Per noi uomini, tutto ciò è straordinario e quasi inconcepibile. Come non capire che un insieme di alberi forma un bosco, e che un gregge non è che tante e tante pecore tutte insieme?
Eppure, occorre una sopraffina, straordinaria, spaventosa, inaudita e unica capacità di astrazione, per vedere al di là di ciò che gli occhi vedono, che le orecchie odono e il tatto rivela. La eccezionale capacità di vedere al di là di ciò che è. La capacità di vedere ciò che le parole creano, che il Linguaggio istituisce. Sta in questo, nient’altro che in questo, il nostro esser uomini, la nostra umanità.

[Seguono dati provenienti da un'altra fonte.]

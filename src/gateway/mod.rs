//! Policy Enforcement Point: the per-request gate every tool call passes
//! through.
//!
//! Lifecycle per request: tool lookup, schema validation, taint and risk
//! analysis, baseline dispatch, conditional execution, then exactly one
//! audit event and one metrics update. A request with a rejecting decision
//! never reaches the executor. Validation and policy outcomes are recovered
//! into [`ToolCallResult`]; PDP and audit-sink failures surface as
//! [`GatewayError`], never as a silent allow.

pub mod pdp;

use std::sync::Arc;
use std::time::Instant;

use thiserror::Error;
use tracing::debug;

use crate::audit::{wall_clock_seconds, AuditError, AuditEvent, AuditLogger};
use crate::canary::detect_canary;
use crate::gateway::pdp::{EnvInput, PdpError, PdpInput, PolicyDecisionPoint, RiskInput};
use crate::metrics::MetricsCollector;
use crate::policy::{urlcheck, PolicyMeta};
use crate::risk::{risk_score, RiskClass};
use crate::tools::registry::ToolRegistry;
use crate::tools::ToolArgs;
use crate::types::{Baseline, Taint, ToolCallRequest, ToolCallResult};

/// Infrastructure failures the gateway cannot recover into a result.
#[derive(Debug, Error)]
pub enum GatewayError {
    /// The policy decision point failed or returned garbage.
    #[error("policy decision failure: {0}")]
    Pdp(#[from] PdpError),
    /// The audit sink rejected the event write.
    #[error("audit emit failure: {0}")]
    Audit(#[from] AuditError),
}

/// The Policy Enforcement Point.
pub struct ToolGateway {
    registry: Arc<ToolRegistry>,
    pdp: Arc<dyn PolicyDecisionPoint>,
    audit: Arc<AuditLogger>,
    metrics: Arc<MetricsCollector>,
    policy_meta: Arc<PolicyMeta>,
}

impl ToolGateway {
    /// Assemble a gateway over its collaborators. The policy metadata
    /// snapshot is fixed for the life of the gateway.
    pub fn new(
        registry: Arc<ToolRegistry>,
        pdp: Arc<dyn PolicyDecisionPoint>,
        audit: Arc<AuditLogger>,
        metrics: Arc<MetricsCollector>,
        policy_meta: Arc<PolicyMeta>,
    ) -> Self {
        Self {
            registry,
            pdp,
            audit,
            metrics,
            policy_meta,
        }
    }

    /// Decide and (when allowed) execute one tool call.
    pub async fn execute(
        &self,
        req: &ToolCallRequest,
        canaries: &[String],
    ) -> Result<ToolCallResult, GatewayError> {
        let started = Instant::now();

        // Step 1: lookup against the closed tool set.
        let tool = match self.registry.lookup(&req.tool) {
            Ok(tool) => tool,
            Err(_) => {
                let res = ToolCallResult::denied(&req.tool, "tool_not_registered");
                self.finish(req, &res, 0.0, None, None, started)?;
                return Ok(res);
            }
        };

        // Step 2: schema validation.
        let args = match self.registry.parse(tool, &req.args) {
            Ok(args) => args,
            Err(e) => {
                let res = ToolCallResult::denied(&req.tool, &e.to_string());
                self.finish(req, &res, 0.0, None, None, started)?;
                return Ok(res);
            }
        };
        let args_value = args.to_value();

        // Step 3: taint and risk. The effective canary flag is never weaker
        // than the caller-declared one.
        let contains_canary =
            req.meta.taint.contains_canary || detect_canary(&args_value, canaries);
        let taint = Taint {
            contains_canary,
            ..req.meta.taint
        };
        let class = RiskClass::of(tool);
        let score = risk_score(class, &taint);

        // Step 4: baseline dispatch.
        match req.meta.baseline {
            Baseline::B0 | Baseline::B1 => {
                let res = self.run_tool(&req.tool, &args, "baseline_permissive").await;
                self.finish(req, &res, score, Some(contains_canary), None, started)?;
                Ok(res)
            }
            Baseline::B2 => {
                if contains_canary {
                    let res = ToolCallResult::denied(&req.tool, "canary_detected");
                    self.finish(req, &res, score, Some(contains_canary), None, started)?;
                    return Ok(res);
                }

                if let ToolArgs::HttpGet(http_args) = &args {
                    let host = urlcheck::host_of(&http_args.url).unwrap_or_default();
                    if !urlcheck::host_matches(&host, &self.registry.allowed_domains()) {
                        let res = ToolCallResult::denied(&req.tool, "domain_not_allowlisted");
                        self.finish(req, &res, score, Some(contains_canary), None, started)?;
                        return Ok(res);
                    }
                }

                if let ToolArgs::CreateTicket(ticket_args) = &args {
                    if !self
                        .registry
                        .allowed_ticket_projects()
                        .iter()
                        .any(|p| p == &ticket_args.project)
                    {
                        let res = ToolCallResult::denied(&req.tool, "ticket_project_not_allowed");
                        self.finish(req, &res, score, Some(contains_canary), None, started)?;
                        return Ok(res);
                    }
                }

                let res = self.run_tool(&req.tool, &args, "simple_checks_passed").await;
                self.finish(req, &res, score, Some(contains_canary), None, started)?;
                Ok(res)
            }
            Baseline::B3 => {
                let pdp_input = PdpInput {
                    scenario_id: req.meta.scenario_id.clone(),
                    baseline: req.meta.baseline,
                    tool: req.tool.clone(),
                    args: args_value.clone(),
                    taint,
                    risk: RiskInput {
                        tool_risk: class.as_str().to_owned(),
                        high_risk_action: class.is_high_risk(),
                        risk_score: score,
                    },
                    env: EnvInput {
                        allowed_domains: self.registry.allowed_domains(),
                        allowed_ticket_projects: self.registry.allowed_ticket_projects(),
                    },
                    ablation: req.meta.ablation,
                };

                let decision = self.pdp.decide(&pdp_input).await?;
                let snapshot = serde_json::to_value(&pdp_input).ok();

                let res = if decision.allow {
                    self.run_tool(&req.tool, &args, &decision.reason).await
                } else if decision.requires_approval {
                    ToolCallResult::approval_required(&req.tool, args_value, &decision.reason)
                } else {
                    ToolCallResult::denied(&req.tool, &decision.reason)
                };
                self.finish(req, &res, score, Some(contains_canary), snapshot, started)?;
                Ok(res)
            }
        }
    }

    /// Invoke the executor for an allowed call; backend failures become
    /// denied results carrying the backend code.
    async fn run_tool(&self, tool: &str, args: &ToolArgs, reason: &str) -> ToolCallResult {
        match self.registry.execute(args).await {
            Ok(output) => ToolCallResult::allowed(tool, output, reason),
            Err(e) => {
                debug!(%tool, code = %e.code, "executor failure converted to denial");
                ToolCallResult::denied_with_message(tool, &e.code, &e.message)
            }
        }
    }

    /// Emit the audit event and update metrics. Latency runs from intake to
    /// just before emit.
    fn finish(
        &self,
        req: &ToolCallRequest,
        res: &ToolCallResult,
        score: f64,
        contains_canary: Option<bool>,
        pdp_input: Option<serde_json::Value>,
        started: Instant,
    ) -> Result<(), GatewayError> {
        let latency_ms = started.elapsed().as_secs_f64() * 1000.0;
        let event = AuditEvent {
            ts: wall_clock_seconds(),
            scenario_id: req.meta.scenario_id.clone(),
            baseline: req.meta.baseline,
            step: req.meta.step,
            request_id: req.meta.request_id.clone(),
            correlation_id: req.meta.correlation_id.clone(),
            tool: req.tool.clone(),
            args: req.args.clone(),
            decision: res.status().to_owned(),
            reason: res.reason().to_owned(),
            policy_id: self.policy_meta.policy_id.clone(),
            policy_version: self.policy_meta.policy_version.clone(),
            policy_hash: self.policy_meta.policy_hash.clone(),
            risk_score: score,
            requires_approval: res.policy().requires_approval,
            latency_ms,
            contains_canary,
            pdp_input,
        };
        self.audit.emit(&event)?;

        self.metrics.record_decision(res.status());
        self.metrics.record_tool_call(&req.tool);
        self.metrics.observe_latency(&req.tool, latency_ms);
        Ok(())
    }
}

Se mai vogliamo capire come sia il Linguaggio a creare le cose, un dialogo con un Neanderthal sarebbe una interessante esperienza. Perché tutto ciò che diremmo gli suonerebbe incomprensibile: esso indicherebbe la realtà, mentre noi creiamo significati, incessantemente. Ed il Significato è un qualcosa che andrebbe al di là della sua comprensione.

Proviamo ad immaginare un mondo privo di fantasia, di immaginazione.
Un mondo privo di aggettivi – senza immaginazione come si può discernere le qualità delle cose? Discernere la qualità dalla cosa che la porta, che la regge, che la espone, ma che riusciamo a concepire benissimo al di là della cosa stessa. Vista in questa luce, l’idea kantiana di una mitica “cosa in sé”, il noumeno nascosto e inarrivabile al Linguaggio, risulta in tutta la sua primitiva ingenuità.
Riusciamo noi a pensare un mondo di soli nomi concreti, in cui il linguaggio sia cosa tra cose, in cui non esista la Dif-ferenza tra le cose e il linguaggio che le carica di significati?
Un mondo privo di immagini, ché senza capacità di astrarre forme e colori dalla sostanza delle cose, nessuna raffigurazione è possibile? Sarebbe un mondo privo di rappresentazioni, privo di metafore, quindi privo di riflessioni.
Un mondo privo di pensiero astratto, è un mondo privo di significati. È un non-mondo. È puro ambiente, ed il mondo è un qualcosa di ben altrimenti complesso: è l’insieme delle cose e del significato che esse hanno. E il Linguaggio è questa Dif-ferenza.
Un mondo nell’Ombra; e i Neanderthal, i suoi abitanti, sono esseri dell’Ombra, non-uomini.